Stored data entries
※ ※ ※
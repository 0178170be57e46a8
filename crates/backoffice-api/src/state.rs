//! Application state shared by all handlers.
//!
//! Everything here is read-only after startup; the HTTP and S3 clients pool
//! their connections internally.

use crate::auth::SessionVerifier;
use backoffice_core::Config;
use backoffice_social::GraphApiClient;
use backoffice_storage::UploadAuthorizer;

#[derive(Clone)]
pub struct AppState {
    pub config: Config,
    pub uploads: UploadAuthorizer,
    pub instagram: GraphApiClient,
    pub sessions: SessionVerifier,
}
//! Application setup and initialization
//!
//! This module contains all application initialization logic so `main.rs` stays
//! a thin entry point and tests can build the same router.

pub mod routes;
pub mod server;
pub mod services;

use crate::state::AppState;
use anyhow::Result;
use backoffice_core::Config;
use std::sync::Arc;

/// Initialize the entire application
pub async fn initialize_app(config: Config) -> Result<(Arc<AppState>, axum::Router)> {
    // Initialize telemetry first
    crate::telemetry::init_telemetry(config.is_production())
        .map_err(|e| anyhow::anyhow!("Failed to initialize telemetry: {}", e))?;

    tracing::info!(
        environment = %config.environment(),
        config = ?config,
        "Configuration loaded and validated successfully"
    );

    // Initialize storage, publishing and session services
    let state = services::initialize_services(&config).await?;

    // Setup routes
    let router = routes::setup_routes(&config, state.clone())?;

    Ok((state, router))
}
※ ※ ※
Instructions to follow:
Copy the lines that hold the word "AppState". Take them from the records above.

Task solution:
pub struct AppState {
use crate::state::AppState;
pub async fn initialize_app(config: Config) -> Result<(Arc<AppState>, axum::Router)> {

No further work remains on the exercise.